What little there is to know about the neutrino, Grant's work has played a role in discovering. His PhD thesis on the Sudbury Neutrino Observatory demonstrated that neutrinos have mass, providing the first evidence for physics beyond the Standard Model of Particle Physics.

He says his CRC is the next step in the design and construction of a new generation of neutrino detectors, and helps further the U of A's position in this field. The U of A is Canada's first IceCube collaboration institute, one of the four founding members of TRIUMF-Canada's National Laboratory for Particle and Nuclear Physics, and a full member of the SNOLAB Institute, which operates Canada's International Facility for Underground Science in Sudbury.

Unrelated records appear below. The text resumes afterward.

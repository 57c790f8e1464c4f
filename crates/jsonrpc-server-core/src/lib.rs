//! # JSON-RPC 2.0 Server Engine
//!
//! A pure, transport-agnostic JSON-RPC 2.0 server implementation that follows the specification.
//! This crate decodes raw request bytes, validates each request, resolves and invokes
//! registered methods and assembles the response payload, without any transport-specific code.
//!
//! ## Features
//! - Single calls, notifications and batches with per-item failure isolation
//! - Explicit method registration table with declared argument shapes
//! - Embedder hooks for content pre-processing, response post-processing,
//!   status codes and logging
//! - Application objects with a JSON projection via [`JsonEquivalent`]
//!
//! ```rust
//! use jsonrpc_server_core::prelude::*;
//!
//! async fn echo(params: Params) -> MethodResult {
//!     Ok(params.arg::<serde_json::Value>("v")?.into())
//! }
//!
//! let registry = MethodRegistry::new()
//!     .register("echo", ParamShape::named(["v"]), handler_fn(echo));
//! let dispatcher = JsonRpcDispatcher::new(registry);
//! # let _ = dispatcher;
//! ```

pub mod codec;
pub mod dispatch;
pub mod error;
pub mod hooks;
pub mod params;
pub mod request;
pub mod resolver;
pub mod response;
pub mod transport;
pub mod types;
pub mod validator;

pub mod prelude;

#[cfg(test)]
mod tests;

// Re-export main types
pub use codec::{CodecError, JsonEquivalent, RpcValue};
pub use dispatch::{DispatchOutcome, JsonRpcDispatcher};
pub use error::{
    JsonRpcError, JsonRpcErrorCode, JsonRpcErrorObject, JsonRpcTransportError, MethodError,
    ToJsonRpcError,
};
pub use hooks::{DefaultServerEvents, ServerEvents};
pub use params::{ParamShape, Params};
pub use request::{JsonRpcRequest, RequestCandidate, RequestParams};
pub use resolver::{
    FunctionHandler, MethodDescriptor, MethodHandler, MethodRegistry, MethodResolver,
    MethodResult, ResolvedMethod, handler_fn,
};
pub use response::{JsonRpcResponse, ResponseEnvelope, ResponseOutcome};
pub use transport::{Exchange, MemoryExchange};
pub use types::{JsonRpcVersion, RequestId};

/// JSON-RPC 2.0 version constant
pub const JSONRPC_VERSION: &str = "2.0";

/// Standard JSON-RPC 2.0 error codes
pub mod error_codes {
    pub const PARSE_ERROR: i64 = -32700;
    pub const INVALID_REQUEST: i64 = -32600;
    pub const METHOD_NOT_FOUND: i64 = -32601;
    pub const INVALID_PARAMS: i64 = -32602;
    pub const INTERNAL_ERROR: i64 = -32603;

    // Server error range: -32099 to -32000
    pub const SERVER_ERROR_START: i64 = -32099;
    pub const SERVER_ERROR_END: i64 = -32000;

    /// Unclassified failure raised inside an application method
    pub const APPLICATION_ERROR: i64 = 0;
}
//! Shape validation for incoming request objects.

use serde::Deserialize;
use serde_json::{Map, Value};

use crate::error::JsonRpcError;
use crate::request::{JsonRpcRequest, POSITIONAL_ARGS_KEY, RequestCandidate, RequestParams};
use crate::types::JsonRpcVersion;

/// Validate a candidate and build the typed request from it.
///
/// Every failure is an Invalid Request error carrying the candidate's id when
/// that id is a legal scalar, `None` otherwise. The candidate itself is not
/// modified.
pub fn check(candidate: &RequestCandidate) -> Result<JsonRpcRequest, JsonRpcError> {
    let Value::Object(obj) = candidate.raw() else {
        return Err(JsonRpcError::invalid_request(None));
    };

    let id = candidate.id();
    if id.is_none() && obj.contains_key("id") {
        return Err(JsonRpcError::invalid_request(None));
    }
    let reject = || JsonRpcError::invalid_request(id.clone());

    let version = obj
        .get("jsonrpc")
        .and_then(|raw| JsonRpcVersion::deserialize(raw).ok())
        .ok_or_else(reject)?;

    let method = match obj.get("method") {
        Some(Value::String(m)) if !m.is_empty() => m.clone(),
        _ => return Err(reject()),
    };

    let params = match obj.get("params") {
        None => None,
        Some(Value::Array(args)) => Some(RequestParams::Array(args.clone())),
        Some(Value::Object(map)) => {
            if map
                .get(POSITIONAL_ARGS_KEY)
                .is_some_and(|args| !args.is_array())
            {
                return Err(reject());
            }
            Some(RequestParams::Object(map.clone()))
        }
        Some(_) => return Err(reject()),
    };

    let extra: Map<String, Value> = obj
        .iter()
        .filter(|(key, _)| !matches!(key.as_str(), "jsonrpc" | "id" | "method" | "params"))
        .map(|(key, value)| (key.clone(), value.clone()))
        .collect();

    Ok(JsonRpcRequest {
        version,
        id,
        method,
        params,
        extra,
    })
}

#[cfg(test)]
mod tests {
    use super::*;
    use crate::types::RequestId;
    use serde_json::json;

    fn check_value(value: Value) -> Result<JsonRpcRequest, JsonRpcError> {
        check(&RequestCandidate::new(value))
    }

    #[test]
    fn test_valid_request() {
        let request = check_value(json!({
            "jsonrpc": "2.0", "method": "echo", "params": ["x"], "id": "1"
        }))
        .unwrap();
        assert_eq!(request.method, "echo");
        assert_eq!(request.id, Some(RequestId::from("1")));
        assert_eq!(request.params, Some(RequestParams::Array(vec![json!("x")])));
    }

    #[test]
    fn test_valid_notification() {
        let request = check_value(json!({"jsonrpc": "2.0", "method": "notify"})).unwrap();
        assert!(request.is_notification());
        assert!(request.params.is_none());
    }

    #[test]
    fn test_not_an_object() {
        for value in [json!(1), json!("x"), json!(null), json!([1])] {
            let err = check_value(value).unwrap_err();
            assert_eq!(err.code(), -32600);
            assert_eq!(err.id, None);
        }
    }

    #[test]
    fn test_wrong_version_keeps_id() {
        let err = check_value(json!({"jsonrpc": "2.1", "method": "echo", "id": "an_id"})).unwrap_err();
        assert_eq!(err.code(), -32600);
        assert_eq!(err.id, Some(RequestId::from("an_id")));

        let err = check_value(json!({"method": "echo", "id": 3})).unwrap_err();
        assert_eq!(err.id, Some(RequestId::from(3)));

        let err = check_value(json!({"jsonrpc": 2.0, "method": "echo", "id": 3})).unwrap_err();
        assert_eq!(err.code(), -32600);
    }

    #[test]
    fn test_bad_method() {
        for method in [json!(0), json!(""), json!(null), json!(["echo"])] {
            let err = check_value(json!({"jsonrpc": "2.0", "method": method, "id": 1})).unwrap_err();
            assert_eq!(err.code(), -32600);
            assert_eq!(err.id, Some(RequestId::from(1)));
        }
        let err = check_value(json!({"jsonrpc": "2.0", "id": 1})).unwrap_err();
        assert_eq!(err.code(), -32600);
    }

    #[test]
    fn test_structured_id_rejected_with_null_id() {
        for id in [json!([]), json!({})] {
            let err = check_value(json!({"jsonrpc": "2.0", "method": "echo", "id": id})).unwrap_err();
            assert_eq!(err.code(), -32600);
            assert_eq!(err.id, None);
        }
    }

    #[test]
    fn test_scalar_params_rejected() {
        let err = check_value(json!({"jsonrpc": "2.0", "method": "echo", "params": 5, "id": 1})).unwrap_err();
        assert_eq!(err.code(), -32600);

        let err = check_value(json!({
            "jsonrpc": "2.0", "method": "echo", "params": {"__args": 1}, "id": 1
        }))
        .unwrap_err();
        assert_eq!(err.code(), -32600);
    }

    #[test]
    fn test_extra_members_collected() {
        let request = check_value(json!({
            "jsonrpc": "2.0", "method": "echo", "id": 1, "auth": "token"
        }))
        .unwrap();
        assert_eq!(request.extra.len(), 1);
        assert_eq!(request.extra.get("auth"), Some(&json!("token")));
    }

    #[test]
    fn test_candidate_untouched() {
        let raw = json!({"jsonrpc": "1.0", "method": "echo", "id": 1});
        let candidate = RequestCandidate::new(raw.clone());
        let _ = check(&candidate);
        assert_eq!(candidate.raw(), &raw);
    }
}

"The U of A offers an exceptional environment for research in astroparticle physics," he said. "This is exemplified by the infrastructure that has been developed in the Department of Physics and the Centre for Particle Physics over the last two decades. The U of A's infrastructure for subatomic research is second to none at Canadian universities, as are the technicians, technical resources and funding."

Just as Grant's impact on neutrinos was immediate, Friggstad has been making a name for himself removing some of the fright from some of the most daunting logistical nightmares since his earliest days as a grad student at the U of A.

Despite massive computing clusters, Friggstad says these classic optimization problems-such as the coordination of fleets of vehicles and locating distribution centres to routing wires in large-scale circuit design-are intractable, meaning there is expectation that there would ever be an efficient enough algorithm to solve them.

Of course, that hasn't stopped Friggstad from trying.

A classic optimization problem would be finding the optimal number of facilities to serve the maximum number of clients, while minimizing the costs of serving clients-a problem for which Friggstad developed an approximation algorithm with his master's thesis in 2007.

His early and profound understanding of this field put him in the driver's seat when he began searching for a post-secondary institution to further his academic career.

"One of the things that made me make a personal decision about joining the Department of Computing Science was it seemed that there was a real interest in collaboration and adding a theoretical foundation to their work," he said.

The U of A now lays claim to 48 Tier 1 and 39 Tier 2 CRCs worth $13.5 million annually.

In 2000, the Government of Canada created the CRC program to establish 2,000 research professorships across the country. The program invests $300 million per year to attract and retain some of the world's most accomplished and promising minds.